3. Stage 2: Expanding from Libraries to Other Cultural Heritage Institutions

With the increasing anglicisation of the web and poor representation of other European cultures and languages, 2005 saw the call by 6 heads of state for more European investment in an April 28 letter signed by French President Jacques Chirac, German Chancellor Gerhard Schroeder, Italian Prime Minister Silvio Berlusconi, Spanish Prime Minister José Luis Rodriguez Zapatero, Polish President Aleksander Kwasniewski, and Hungarian Prime Minister Ferenc Gyurcsány. They asked European Union officials to support the project (Figure 3). The national libraries of 19 European nations have agreed to back the plan.

Fig. 3: 

Letter from six heads of state calling for a European Digital Library and increased investment in digitization of the European patrimony.
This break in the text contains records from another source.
//! Admin authentication.
//!
//! The admin console authenticates with a pre-shared key; comparison is
//! constant-time.

use axum::{
    extract::Request,
    http::{header, HeaderMap, StatusCode},
    middleware::Next,
    response::{IntoResponse, Response},
    Json,
};
use subtle::ConstantTimeEq;

use crate::errors::{AppError, ErrorResponse};

/// Header name for the admin key.
pub const ADMIN_KEY_HEADER: &str = "x-api-key";

/// Middleware guarding the admin routes.
pub async fn admin_key_layer(
    expected_key: Option<String>,
    request: Request,
    next: Next,
) -> Response {
    // No key configured: admin is open (dev mode, warned at startup)
    let Some(expected) = expected_key else {
        return next.run(request).await;
    };

    match presented_key(request.headers()) {
        Some(key) if constant_time_compare(&key, &expected) => next.run(request).await,
        Some(_) => {
            tracing::warn!(path = %request.uri().path(), "rejected admin request with wrong key");
            unauthorized_response("Invalid admin key")
        }
        None => unauthorized_response("Missing or invalid admin key"),
    }
}

/// Key from `x-api-key`, else from an `Authorization: Bearer` header.
fn presented_key(headers: &HeaderMap) -> Option<String> {
    headers
        .get(ADMIN_KEY_HEADER)
        .and_then(|v| v.to_str().ok())
        .or_else(|| {
            headers
                .get(header::AUTHORIZATION)
                .and_then(|v| v.to_str().ok())
                .and_then(|s| s.strip_prefix("Bearer "))
        })
        .map(|s| s.trim().to_string())
}

fn constant_time_compare(a: &str, b: &str) -> bool {
    a.as_bytes().ct_eq(b.as_bytes()).into()
}

fn unauthorized_response(message: &str) -> Response {
    let body = ErrorResponse::new(&AppError::Unauthorized(message.to_string()), 0);
    (StatusCode::UNAUTHORIZED, Json(body)).into_response()
}
//! Kit model: a bundle of products sold at a kit price.

use serde::{Deserialize, Serialize};
use serde_json::{Map, Value};

use super::{fields, Product};
use crate::db::Document;
use crate::pricing;

/// Keys rendered by [`Kit`] itself; everything else passes through.
const RENDERED_KEYS: [&str; 15] = [
    "id",
    "name",
    "description",
    "image",
    "productIds",
    "kitPrice",
    "originalPrice",
    "discount",
    "featured",
    "createdAt",
    "updatedAt",
    "version",
    "products",
    "savings",
    "effectivePrice",
];

/// Keys a client may never write into a kit document.
pub const KIT_DERIVED_KEYS: [&str; 7] = [
    "id",
    "createdAt",
    "updatedAt",
    "version",
    "products",
    "savings",
    "effectivePrice",
];

/// A kit with its products resolved and its prices derived.
#[derive(Debug, Clone, Serialize)]
#[serde(rename_all = "camelCase")]
pub struct Kit {
    pub id: String,
    pub name: String,
    pub description: String,
    #[serde(skip_serializing_if = "Option::is_none")]
    pub image: Option<String>,
    pub product_ids: Vec<String>,
    pub kit_price: f64,
    pub original_price: f64,
    #[serde(skip_serializing_if = "Option::is_none")]
    pub discount: Option<f64>,
    pub featured: bool,
    pub created_at: String,
    pub updated_at: String,
    pub version: i64,
    /// Products of `product_ids` that exist, in kit order
    pub products: Vec<Product>,
    pub savings: f64,
    /// Price resolved by the kit price heuristics
    pub effective_price: f64,
    #[serde(flatten)]
    pub extra: Map<String, Value>,
}

impl Kit {
    /// Normalise a stored kit document against the current product catalog.
    pub fn from_document(doc: &Document, catalog: &[Product]) -> Self {
        let data = &doc.data;

        let product_ids = fields::string_list(data.get("productIds")).unwrap_or_default();
        let products: Vec<Product> = product_ids
            .iter()
            .filter_map(|pid| catalog.iter().find(|p| &p.id == pid).cloned())
            .collect();

        let kit_price = fields::number(data, "kitPrice")
            .or_else(|| fields::number(data, "price"))
            .unwrap_or(0.0);
        let original_price = fields::number(data, "originalPrice").unwrap_or(0.0);
        let products_total: f64 = products.iter().map(|p| p.base_price).sum();

        Kit {
            id: doc.id.clone(),
            name: fields::text(data, "name")
                .or_else(|| fields::text(data, "title"))
                .unwrap_or_default(),
            description: fields::scalar_text(data, "description").unwrap_or_default(),
            image: fields::text(data, "image"),
            product_ids,
            kit_price,
            original_price,
            discount: fields::number(data, "discount"),
            featured: fields::flag(data, "featured").unwrap_or(false),
            created_at: doc.created_at.clone(),
            updated_at: doc.updated_at.clone(),
            version: doc.version,
            savings: pricing::calculate_kit_savings(products_total, original_price, kit_price),
            effective_price: pricing::compute_kit_base_price(
                &Value::Object(data.clone()),
                catalog,
            ),
            products,
            extra: fields::passthrough(data, &RENDERED_KEYS),
        }
    }
}

/// Request body for creating a kit from the admin console.
#[derive(Debug, Clone, Deserialize)]
#[serde(rename_all = "camelCase")]
pub struct CreateKitRequest {
    #[serde(default)]
    pub name: String,
    #[serde(default)]
    pub description: Option<String>,
    #[serde(default)]
    pub image: Option<String>,
    #[serde(default)]
    pub product_ids: Vec<String>,
    #[serde(default)]
    pub kit_price: Option<f64>,
    #[serde(default)]
    pub original_price: Option<f64>,
    #[serde(default)]
    pub featured: Option<bool>,
    /// Free-form keys stored verbatim (`items`, `category`, ...)
    #[serde(flatten)]
    pub extra: Map<String, Value>,
}

#[cfg(test)]
mod tests {
    use super::*;
    use serde_json::json;

    fn document(id: &str, data: Value) -> Document {
        Document {
            id: id.to_string(),
            data: data.as_object().cloned().unwrap(),
            created_at: "2025-01-01T00:00:00.000000Z".to_string(),
            updated_at: "2025-01-01T00:00:00.000000Z".to_string(),
            version: 1,
        }
    }

    fn catalog() -> Vec<Product> {
        vec![
            Product::from_document(&document(
                "camiseta",
                json!({ "name": "Camiseta", "basePrice": 35000 }),
            )),
            Product::from_document(&document(
                "pocillo",
                json!({ "name": "Pocillo", "basePrice": 28000 }),
            )),
        ]
    }

    #[test]
    fn test_kit_resolves_products_in_order_and_skips_missing() {
        let kit = Kit::from_document(
            &document(
                "k1",
                json!({
                    "name": "Kit Romántico",
                    "productIds": ["pocillo", "borrado", "camiseta"],
                    "kitPrice": 58000,
                    "originalPrice": 63000,
                    "discount": 8,
                    "featured": true
                }),
            ),
            &catalog(),
        );

        let ids: Vec<&str> = kit.products.iter().map(|p| p.id.as_str()).collect();
        assert_eq!(ids, vec!["pocillo", "camiseta"]);
        assert_eq!(kit.product_ids.len(), 3);
        assert_eq!(kit.savings, 5000.0);
        assert_eq!(kit.effective_price, 58000.0);
        assert_eq!(kit.discount, Some(8.0));
        assert!(kit.featured);
    }

    #[test]
    fn test_kit_without_original_price_saves_against_products() {
        let kit = Kit::from_document(
            &document(
                "k2",
                json!({ "title": "Kit Pareja", "productIds": ["camiseta", "pocillo"], "price": 60000 }),
            ),
            &catalog(),
        );
        assert_eq!(kit.name, "Kit Pareja");
        assert_eq!(kit.kit_price, 60000.0);
        assert_eq!(kit.savings, 3000.0);
        assert!(!kit.featured);
        assert!(kit.extra.contains_key("title"));
    }

    #[test]
    fn test_kit_effective_price_from_items() {
        let kit = Kit::from_document(
            &document(
                "k3",
                json!({
                    "name": "Kit Armado",
                    "items": [{ "productId": "camiseta", "quantity": 2 }]
                }),
            ),
            &catalog(),
        );
        assert_eq!(kit.kit_price, 0.0);
        assert_eq!(kit.effective_price, 70000.0);
        assert_eq!(kit.savings, 0.0);
        assert!(kit.extra.contains_key("items"));
    }
}
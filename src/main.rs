//! Giftshop Backend
//!
//! REST backend for a customizable-gifts storefront: public catalog and kits,
//! quote requests handed off to WhatsApp, and an admin console over a SQLite
//! document store with a Tantivy catalog index.

mod api;
mod auth;
mod calendar;
mod catalog;
mod config;
mod contact;
mod db;
mod errors;
mod models;
mod pricing;
mod search;
mod whatsapp;

use std::sync::Arc;

use axum::{
    middleware,
    routing::{get, post, put},
    Router,
};
use tower_http::cors::{Any, CorsLayer};
use tower_http::trace::TraceLayer;
use tracing_subscriber::{layer::SubscriberExt, util::SubscriberInitExt, EnvFilter};

use config::Config;
use db::Repository;
use search::CatalogIndex;

/// Application state shared across all handlers.
#[derive(Clone)]
pub struct AppState {
    pub repo: Arc<Repository>,
    pub search: Arc<CatalogIndex>,
    pub config: Arc<Config>,
}

#[tokio::main]
async fn main() -> Result<(), Box<dyn std::error::Error>> {
    // Load configuration
    let config = Config::from_env()?;

    // Initialize logging
    let env_filter =
        EnvFilter::try_from_default_env().unwrap_or_else(|_| EnvFilter::new(&config.log_level));

    tracing_subscriber::registry()
        .with(env_filter)
        .with(tracing_subscriber::fmt::layer())
        .init();

    tracing::info!("Starting Giftshop Backend");
    tracing::info!("Database path: {:?}", config.db_path);
    tracing::info!("Index path: {:?}", config.index_path);
    tracing::info!("Bind address: {}", config.bind_addr);

    if config.admin_key.is_none() {
        tracing::warn!("No admin key configured (GIFTS_ADMIN_KEY). Admin API is open!");
    }
    match config.admin_whatsapp.as_deref() {
        None => tracing::warn!(
            "No admin WhatsApp number configured (GIFTS_ADMIN_WHATSAPP). Hand-offs carry no link"
        ),
        Some(raw) if whatsapp::usable_number(raw).is_none() => {
            tracing::warn!("Admin WhatsApp number {:?} has too few digits", raw)
        }
        Some(_) => {}
    }

    // Initialize database
    let pool = db::init_database(&config.db_path).await?;
    let repo = Arc::new(Repository::new(pool));

    if config.seed_demo && db::seed_demo_catalog(&repo).await? {
        tracing::info!("Seeded demo catalog");
    }

    // Initialize catalog index
    let search = Arc::new(CatalogIndex::open(&config.index_path)?);

    tracing::info!("Building catalog index...");
    let products = repo.list_products().await?;
    let kits = repo.list_kits_with(&products).await?;
    search.rebuild(&products, &kits).await?;
    tracing::info!(
        "Catalog index built with {} products and {} kits",
        products.len(),
        kits.len()
    );

    let state = AppState {
        repo,
        search,
        config: Arc::new(config.clone()),
    };

    let app = create_router(state);

    let listener = tokio::net::TcpListener::bind(&config.bind_addr).await?;
    tracing::info!("Server listening on {}", config.bind_addr);

    axum::serve(listener, app).await?;

    Ok(())
}

/// Create the application router with all routes.
pub fn create_router(state: AppState) -> Router {
    let cors = CorsLayer::new()
        .allow_origin(Any)
        .allow_methods(Any)
        .allow_headers(Any);

    let admin_key = state.config.admin_key.clone();

    // Admin console, behind the pre-shared key
    let admin_routes = Router::new()
        .route("/datastore", get(api::get_datastore))
        .route("/datastore/revision", get(api::get_revision))
        .route("/products", post(api::create_product))
        .route(
            "/products/{id}",
            put(api::update_product).delete(api::delete_product),
        )
        .route("/kits", post(api::create_kit))
        .route("/kits/{id}", put(api::update_kit).delete(api::delete_kit))
        .route("/quotes", get(api::list_quotes))
        .route("/quotes/{id}", get(api::get_quote).delete(api::delete_quote))
        .route("/quotes/{id}/status", put(api::update_quote_status))
        .route("/quotes/{id}/response", put(api::add_quote_response))
        .route("/messages", get(api::list_messages))
        .route(
            "/messages/{id}",
            get(api::get_message).delete(api::delete_message),
        )
        .route("/messages/{id}/status", put(api::update_message_status))
        .layer(middleware::from_fn(move |req, next| {
            auth::admin_key_layer(admin_key.clone(), req, next)
        }));

    // Storefront
    let public_routes = Router::new()
        .route("/products", get(api::list_products))
        .route("/products/{id}", get(api::get_product))
        .route("/products/{id}/inquiry", get(api::product_inquiry))
        .route("/kits", get(api::list_kits))
        .route("/kits/{id}", get(api::get_kit))
        .route("/catalog/items", get(api::list_catalog_items))
        .route("/quotes", post(api::create_quote))
        .route("/contact", get(api::get_contact_details))
        .route("/contact-messages", post(api::create_contact_message))
        .route("/special-dates", get(api::list_special_dates))
        .route("/special-dates/upcoming", get(api::list_upcoming_dates))
        .route("/special-dates/categories", get(api::list_date_categories))
        .route("/festivals", get(api::list_festivals))
        .nest("/admin", admin_routes);

    // Health check (no auth required)
    let health_routes = Router::new().route("/health", get(health_check));

    Router::new()
        .nest("/api", public_routes)
        .merge(health_routes)
        .layer(cors)
        .layer(TraceLayer::new_for_http())
        .with_state(state)
}

/// Health check endpoint.
async fn health_check() -> &'static str {
    "OK"
}

#[cfg(test)]
mod tests;
//! Full snapshot of the store for the admin console.

use serde::{Deserialize, Serialize};

use super::{ContactMessage, Kit, Product, Quote};

/// Every collection, normalised, at one revision.
#[derive(Debug, Clone, Serialize)]
#[serde(rename_all = "camelCase")]
pub struct Datastore {
    pub schema_version: i32,
    pub generated_at: String,
    pub revision_id: i64,
    pub products: Vec<Product>,
    pub kits: Vec<Kit>,
    pub quotes: Vec<Quote>,
    pub messages: Vec<ContactMessage>,
}

/// Revision information for change detection.
#[derive(Debug, Clone, Serialize, Deserialize)]
#[serde(rename_all = "camelCase")]
pub struct RevisionInfo {
    pub revision_id: i64,
    pub generated_at: String,
}
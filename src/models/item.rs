//! Unified catalog item used by the quote item selector.

use serde::Serialize;

#[derive(Debug, Clone, Copy, Serialize, PartialEq, Eq)]
#[serde(rename_all = "lowercase")]
pub enum ItemKind {
    Product,
    Kit,
}

/// A product or kit as offered to the quote form.
#[derive(Debug, Clone, Serialize)]
#[serde(rename_all = "camelCase")]
pub struct CatalogItem {
    pub id: String,
    /// Value a quote line carries as `productId` (`kit:<id>` for kits)
    pub key: String,
    pub name: String,
    #[serde(rename = "type")]
    pub kind: ItemKind,
    pub base_price: f64,
    pub images: Vec<String>,
    pub description: String,
    #[serde(skip_serializing_if = "Option::is_none")]
    pub score: Option<f32>,
}

impl CatalogItem {
    pub fn selection_key(kind: ItemKind, id: &str) -> String {
        match kind {
            ItemKind::Product => id.to_string(),
            ItemKind::Kit => format!("kit:{}", id),
        }
    }
}
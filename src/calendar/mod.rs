//! Gifting calendar: recurring Colombian and international special dates.

use chrono::{Datelike, NaiveDate};

use crate::catalog::normalize_festival_tag;
use crate::models::{CategoryInfo, DateCategory, FestivalOption, SpecialDate, UpcomingDate};

pub const DEFAULT_UPCOMING_LIMIT: usize = 5;

static SPECIAL_DATES: [SpecialDate; 10] = [
    SpecialDate {
        id: "san-valentin",
        name: "Día de San Valentín",
        date: "02-14",
        description: "Celebra el amor con regalos personalizados únicos para tu pareja especial.",
        category: DateCategory::Amor,
        gift_suggestions: &["Camisetas de pareja", "Pocillos personalizados", "Kit romántico"],
        color: "red",
        icon: "heart",
    },
    SpecialDate {
        id: "dia-madre",
        name: "Día de la Madre",
        date: "05-12",
        description: "Honra a mamá con un regalo hecho con amor y personalizado especialmente para ella.",
        category: DateCategory::Familia,
        gift_suggestions: &["Pocillo personalizado", "Camiseta con mensaje", "Estampados familiares"],
        color: "pink",
        icon: "heart",
    },
    SpecialDate {
        id: "dia-padre",
        name: "Día del Padre",
        date: "06-16",
        description: "Demuestra tu amor por papá con regalos únicos y personalizados.",
        category: DateCategory::Familia,
        gift_suggestions: &["Camiseta personalizada", "Pocillo de oficina", "Llavero personalizado"],
        color: "blue",
        icon: "user",
    },
    SpecialDate {
        id: "dia-amistad",
        name: "Día del Amor y la Amistad",
        date: "09-21",
        description: "Celebra la amistad con regalos especiales para tus amigos más queridos.",
        category: DateCategory::Amistad,
        gift_suggestions: &["Kit de amistad", "Camisetas grupales", "Estampados divertidos"],
        color: "yellow",
        icon: "users",
    },
    SpecialDate {
        id: "halloween",
        name: "Halloween",
        date: "10-31",
        description: "Disfraces y accesorios personalizados para una noche de terror divertida.",
        category: DateCategory::Celebracion,
        gift_suggestions: &["Camisetas temáticas", "Estampados de terror", "Accesorios de disfraces"],
        color: "orange",
        icon: "ghost",
    },
    SpecialDate {
        id: "navidad",
        name: "Navidad",
        date: "12-25",
        description: "La época más especial del año merece regalos únicos y personalizados.",
        category: DateCategory::Religioso,
        gift_suggestions: &["Kit navideño", "Camisetas familiares", "Pocillos navideños"],
        color: "green",
        icon: "gift",
    },
    SpecialDate {
        id: "ano-nuevo",
        name: "Año Nuevo",
        date: "01-01",
        description: "Comienza el año con regalos especiales y propósitos renovados.",
        category: DateCategory::Celebracion,
        gift_suggestions: &["Camisetas motivacionales", "Pocillos de año nuevo", "Kit de propósitos"],
        color: "purple",
        icon: "calendar",
    },
    SpecialDate {
        id: "dia-mujer",
        name: "Día Internacional de la Mujer",
        date: "03-08",
        description: "Celebra la fuerza y belleza de las mujeres con regalos empoderados.",
        category: DateCategory::Celebracion,
        gift_suggestions: &["Camisetas empoderadas", "Pocillos inspiracionales", "Estampados motivacionales"],
        color: "purple",
        icon: "crown",
    },
    SpecialDate {
        id: "dia-nino",
        name: "Día del Niño",
        date: "04-27",
        description: "Regalos divertidos y coloridos para los más pequeños de la casa.",
        category: DateCategory::Familia,
        gift_suggestions: &["Camisetas infantiles", "Estampados divertidos", "Accesorios coloridos"],
        color: "rainbow",
        icon: "baby",
    },
    SpecialDate {
        id: "graduaciones",
        name: "Temporada de Graduaciones",
        date: "06-15",
        description: "Celebra los logros académicos con regalos personalizados únicos.",
        category: DateCategory::Celebracion,
        gift_suggestions: &["Camisetas de graduación", "Pocillos conmemorativos", "Kit de graduado"],
        color: "gold",
        icon: "graduation-cap",
    },
];

pub fn special_dates() -> &'static [SpecialDate] {
    &SPECIAL_DATES
}

/// Month and day of an `MM-DD` date.
fn month_day(date: &str) -> Option<(u32, u32)> {
    let (month, day) = date.split_once('-')?;
    Some((month.parse().ok()?, day.parse().ok()?))
}

/// First occurrence of `date` on or after `today`.
fn next_occurrence(date: &SpecialDate, today: NaiveDate) -> Option<NaiveDate> {
    let (month, day) = month_day(date.date)?;
    let this_year = NaiveDate::from_ymd_opt(today.year(), month, day);
    match this_year {
        Some(d) if d >= today => Some(d),
        _ => (1..=4).find_map(|offset| NaiveDate::from_ymd_opt(today.year() + offset, month, day)),
    }
}

/// The next `limit` special dates counted from `today`, soonest first.
///
/// A date falling on `today` is 0 days away.
pub fn get_upcoming_dates(today: NaiveDate, limit: usize) -> Vec<UpcomingDate> {
    let mut upcoming: Vec<UpcomingDate> = SPECIAL_DATES
        .iter()
        .filter_map(|date| {
            let next = next_occurrence(date, today)?;
            let days_until = (next - today).num_days();
            Some(UpcomingDate {
                date: date.clone(),
                next_occurrence: next.format("%Y-%m-%d").to_string(),
                days_until,
                label: format_days_until(days_until),
            })
        })
        .collect();

    upcoming.sort_by_key(|d| d.days_until);
    upcoming.truncate(limit);
    upcoming
}

pub fn get_dates_by_category(category: DateCategory) -> Vec<SpecialDate> {
    SPECIAL_DATES
        .iter()
        .filter(|d| d.category == category)
        .cloned()
        .collect()
}

/// Dates falling in `month` (1-12).
pub fn get_dates_by_month(month: u32) -> Vec<SpecialDate> {
    SPECIAL_DATES
        .iter()
        .filter(|d| month_day(d.date).is_some_and(|(m, _)| m == month))
        .cloned()
        .collect()
}

pub fn format_days_until(days: i64) -> String {
    match days {
        0 => "¡Hoy!".to_string(),
        1 => "¡Mañana!".to_string(),
        d if d <= 7 => format!("En {} días", d),
        d if d <= 30 => format!("En {} semanas", (d + 6) / 7),
        d => format!("En {} meses", (d + 29) / 30),
    }
}

pub fn categories() -> Vec<CategoryInfo> {
    DateCategory::ALL
        .into_iter()
        .map(|c| CategoryInfo {
            id: c,
            label: c.label(),
            color: c.color(),
        })
        .collect()
}

/// Tag choices for marking products with a festival.
pub fn festival_options() -> Vec<FestivalOption> {
    SPECIAL_DATES
        .iter()
        .map(|d| FestivalOption {
            id: d.id,
            name: d.name,
            tag: normalize_festival_tag(d.id),
        })
        .collect()
}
“The heritage of European libraries is unequaled in richness and diversity,” the letter read. “But if it is not digitalized and made accessible online, this heritage could, tomorrow, not fill its just place in the future geography of knowledge.

On 7 July—José Manuel Barroso (2005), President of the European Commission, replied to the letter from 6 Heads of State and Government and welcomes the digital libraries initiative. And by 30 September—The European Commission (2005) adopted a Communication “i2010: Digital Libraries” which outlines the vision underlying the digital libraries initiative and deals with Europe’s cultural heritage.

Under the strategy of Digital Libraries I2010 (Figure 4), presented by the then Commissioner of Information Society and Media, Viviane Reding, Pat and colleagues from her unit, set out the work of the Digital Libraries Initiative where many technological and network projects were launched for the advancement of the vision of a digital library at that gave “Europe’s knowledge at the Click of a Mouse” with three key areas for action:

  • Digitisation of analogue collections for their wider use in the information society.
  • Online accessibility, a precondition for maximising the benefits that citizens, researchers and companies can draw from the information.
  • Preservation and storage to ensure that future generations can access the digital material and to prevent precious content being lost.
Fig. 4: 

i2010 Digital Libraries.

This was followed by the setting up on 27 February 2006 of a High Level Expert Group on Digital Libraries in accordance with a European Commission (2006a) decision1. This led directly to the adoption of the Recommendation on the digitisation and online accessibility of cultural material and digital preservation (European Commission, 2006b).

This text informed the Council conclusions (European Commission, 2006c) on the Digitisation and Online Accessibility of Cultural Material and Digital Preservation of 13 November 2006 under the presidency of Finland, where the Commission was invited to:

“stimulate and co-ordinate work towards a European digital library as a common multilingual access point to Europe’s distributed digital cultural heritage;”

The document explicitly underlined the work as follows:

  • the instrumental work done at European level by CENL (the Conference of European National Librarians);
    • in organising and creating The European Library (TEL) as a gateway to the collective resources of national libraries across Europe
    • in carrying this work forward towards the creation of the European Digital Library
  • the work ongoing in the Michael and Michael Plus projects in describing and linking digital collections of museums, libraries and archives from different Member States and providing access to these collections;”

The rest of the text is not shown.